Como de costume em viagens, levantei cedo e, como a proposta era de relaxar, tratei de escolher um bom local para dar sequência à leitura, enquanto aguardava o café da manhã. Apesar de simples e relativamente frugal, o suco de laranja realmente estava ótimo e me servi de sucessivos copos enquanto apreciava o dia que nascia. A promessa de um dia ensolarado rapidamente se desfez em um sol primaveril, tímido por entre as nuvens. Processei algumas (poucas) paginas até o pessoal aparecer e passarmos a trocar impressões sobre as últimas trilhas. Notei um senhor passar com um martelo de geólogo (à falta de melhor definição) e quando tive oportunidade questionei sobre a atividade que fariam, pois a parte de geomorfologia sempre me encanta nessas viagens e pernadas.
Soube então, que se tratava do Professor Dr. Edson Fortes, da Universidade Estadual de Maringá que com seus orientados faria uma avaliação da geomorfologia do atrativo que se encaixa na fronteira entre o segundo e terceiro planalto do Paraná. Aprendemos, de forma muito superficial que o paredão de rocha à direita, que apresenta linhas praticamente paralelas e verticais surge dos derrames basálticos do período cretáceo. Os minerais ali, durante o processo de gênese das rochas se configuraram com uma disjunção prismática (ou colunar) e o processo erosivo, favorecido nessas interfaces, proporciona fendas de variadas larguras, com registros de vias de escaladas clássicas, como a “Na Dúvida, Mais Bacon”.
Os sucessivos e volumosos derrames basálticos dessa região se estenderam por pouco menos que 400 milhões de anos, testemunhando a fragmentação do supercontinente Gondwana. As camadas chegam a somar 1500 m de espessura e originaram um dos solos de maior fertilidade para a agricultura, a famosa “terra roxa”.
Os estudos sobre a geomorfologia apresentam a chave para o entendimento da configuração atual do relevo do nosso país e, a partir desse conhecimento, propiciam que a sociedade interaja melhor com o ambiente em intensa modificação, seja em desastres naturais, seja na gestão dos recursos naturais, finitos e não renováveis para a promoção de um desenvolvimento sustentável.

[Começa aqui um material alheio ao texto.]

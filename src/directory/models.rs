//! Directory user models from the Microsoft Graph `users` collection.

use serde::Deserialize;

/// A user as returned by Graph; every field may be missing or null.
#[derive(Debug, Clone, Deserialize)]
#[serde(rename_all = "camelCase")]
pub struct GraphUser {
    pub id: Option<String>,
    pub display_name: Option<String>,
    pub mail: Option<String>,
}

/// One page of the `GET /users` response.
#[derive(Debug, Deserialize)]
pub(crate) struct UserListResponse {
    #[serde(default)]
    pub value: Vec<GraphUser>,

    #[serde(rename = "@odata.nextLink")]
    pub next_link: Option<String>,
}

/// A directory user ready for printing.
#[derive(Debug, Clone, Default, PartialEq)]
pub struct UserRecord {
    pub display_name: String,
    pub id: String,
    pub mail: String,
}

impl From<GraphUser> for UserRecord {
    fn from(user: GraphUser) -> Self {
        Self {
            display_name: user.display_name.unwrap_or_default(),
            id: user.id.unwrap_or_default(),
            mail: user.mail.unwrap_or_default(),
        }
    }
}
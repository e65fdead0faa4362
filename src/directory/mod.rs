//! Microsoft Graph directory access.

pub mod client;
pub mod models;

pub use client::DirectoryClient;
pub use models::UserRecord;
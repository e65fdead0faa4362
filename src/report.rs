//! Fixed-width text report of tenants and their users.

use std::io::{self, Write};

use crate::directory::UserRecord;
use crate::onboard::TenantOutcome;
use crate::tenants::Tenant;

/// Width every column is padded to.
pub const COLUMN_WIDTH: usize = 36;

/// Width of a full three-column row, separators included.
const ROW_WIDTH: usize = COLUMN_WIDTH * 3 + 2;

fn write_row<W: Write>(out: &mut W, a: &str, b: &str, c: &str) -> io::Result<()> {
    writeln!(
        out,
        "{:<w$} {:<w$} {:<w$}",
        a,
        b,
        c,
        w = COLUMN_WIDTH
    )
}

fn write_rule<W: Write>(out: &mut W, ch: char) -> io::Result<()> {
    writeln!(out, "{}", ch.to_string().repeat(ROW_WIDTH))
}

/// Write the table of all tenants.
pub fn write_tenant_table<W: Write>(out: &mut W, tenants: &[Tenant]) -> io::Result<()> {
    let divider = "-".repeat(COLUMN_WIDTH);
    write_row(out, &divider, &divider, &divider)?;
    write_row(out, "DisplayName", "TenantId", "DefaultDomain")?;
    write_row(out, &divider, &divider, &divider)?;

    for tenant in tenants {
        write_row(
            out,
            &tenant.display_name,
            &tenant.tenant_id,
            &tenant.default_domain,
        )?;
    }

    Ok(())
}

/// Write the banner for one tenant followed by its users.
///
/// A failed tenant gets its banner on `out` and a single `ERROR:` line on
/// `errors`; no user table is written.
pub fn write_outcome<W: Write, E: Write>(
    out: &mut W,
    errors: &mut E,
    outcome: &TenantOutcome,
) -> io::Result<()> {
    let tenant = &outcome.tenant;

    writeln!(out)?;
    write_rule(out, '=')?;
    writeln!(out, "{} ({})", tenant.display_name, tenant.default_domain)?;
    write_rule(out, '=')?;

    match &outcome.result {
        Ok(users) => write_user_table(out, users),
        Err(e) => {
            out.flush()?;
            writeln!(errors, "ERROR: {}", e)?;
            errors.flush()
        }
    }
}

/// Write the user table for a tenant.
pub fn write_user_table<W: Write>(out: &mut W, users: &[UserRecord]) -> io::Result<()> {
    write_rule(out, '-')?;
    write_row(out, "Display Name", "Id", "Email")?;
    write_rule(out, '-')?;

    if users.is_empty() {
        writeln!(out, "No users found")?;
        return Ok(());
    }

    for user in users {
        write_row(out, &user.display_name, &user.id, &user.mail)?;
    }

    Ok(())
}

#[cfg(test)]
mod tests {
    use super::*;
    use crate::error::{AppError, AuthError};

    fn render(f: impl FnOnce(&mut Vec<u8>) -> io::Result<()>) -> String {
        let mut buf = Vec::new();
        f(&mut buf).unwrap();
        String::from_utf8(buf).unwrap()
    }

    fn contoso() -> Tenant {
        Tenant {
            tenant_id: "t1".into(),
            display_name: "Contoso".into(),
            default_domain: "contoso.com".into(),
            ..Tenant::default()
        }
    }

    #[test]
    fn test_tenant_table() {
        let text = render(|out| write_tenant_table(out, &[contoso()]));
        let lines: Vec<&str> = text.lines().collect();

        assert_eq!(lines.len(), 4);
        assert_eq!(lines[0], lines[2]);
        assert_eq!(lines[0].len(), ROW_WIDTH);
        assert_eq!(
            lines[1],
            format!("{:<36} {:<36} {:<36}", "DisplayName", "TenantId", "DefaultDomain")
        );
        assert_eq!(
            lines[3],
            format!("{:<36} {:<36} {:<36}", "Contoso", "t1", "contoso.com")
        );
        assert_eq!(&lines[3][37..39], "t1");
        assert_eq!(&lines[3][74..85], "contoso.com");
    }

    #[test]
    fn test_missing_email_is_blank_not_null() {
        let users = vec![UserRecord {
            display_name: "Guest".into(),
            id: "u1".into(),
            mail: String::new(),
        }];
        let text = render(|out| write_user_table(out, &users));
        let row = text.lines().nth(3).unwrap();

        assert_eq!(row, format!("{:<36} {:<36} {:<36}", "Guest", "u1", ""));
        assert_eq!(row.len(), ROW_WIDTH);
        assert!(!text.contains("null"));
    }

    #[test]
    fn test_no_users_found() {
        let outcome = TenantOutcome {
            tenant: contoso(),
            result: Ok(vec![]),
        };
        let mut errors = Vec::new();
        let text = render(|out| write_outcome(out, &mut errors, &outcome));
        let lines: Vec<&str> = text.lines().collect();

        assert!(errors.is_empty());
        assert_eq!(lines[0], "");
        assert_eq!(lines[1], "=".repeat(110));
        assert_eq!(lines[2], "Contoso (contoso.com)");
        assert_eq!(lines[3], "=".repeat(110));
        assert_eq!(lines[4], "-".repeat(110));
        assert!(lines[5].starts_with("Display Name"));
        assert_eq!(lines[6], "-".repeat(110));
        assert_eq!(lines[7], "No users found");
        assert_eq!(lines.len(), 8);
    }

    #[test]
    fn test_failed_tenant_prints_banner_only() {
        let outcome = TenantOutcome {
            tenant: contoso(),
            result: Err(AppError::Auth(AuthError::CallbackTimeout)),
        };
        let mut errors = Vec::new();
        let text = render(|out| write_outcome(out, &mut errors, &outcome));

        assert_eq!(text.lines().count(), 4);
        assert!(text.contains("Contoso (contoso.com)"));
        assert!(!text.contains("Display Name"));
        assert!(!text.contains("ERROR"));
        assert_eq!(
            String::from_utf8(errors).unwrap(),
            "ERROR: Authentication error: OAuth callback timeout\n"
        );
    }
}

Na longa viagem de retorno à São Paulo, soube que as apresentações no Karaokê se estenderam até pouco após a 1h de domingo, com performances memoráveis da Letícia cantando Queen e da Fernanda trabalhando o cancioneiro de Maria Rita. A Isa respondeu pela base de percursão aos talentosos vocais. O sexto dito “forte” rompeu corações e afrontou a sociedade na voz de tenor do Celso. A noitada foi de imenso sucesso e até as mariposas enlevaram-se na madrugada animada.
Os amigos que me acompanharam nessa tranquila excursão: Josenilson (Capitão), Carol, Arthur, Bruna, Bruna Duarte, Caio, Celso, Denis, Gabriel, Isa, Juliana, Michel, Paulo Capote, Rafael, Ricardo, Sebastião, Fernanda Sparta e Leticia Dutra.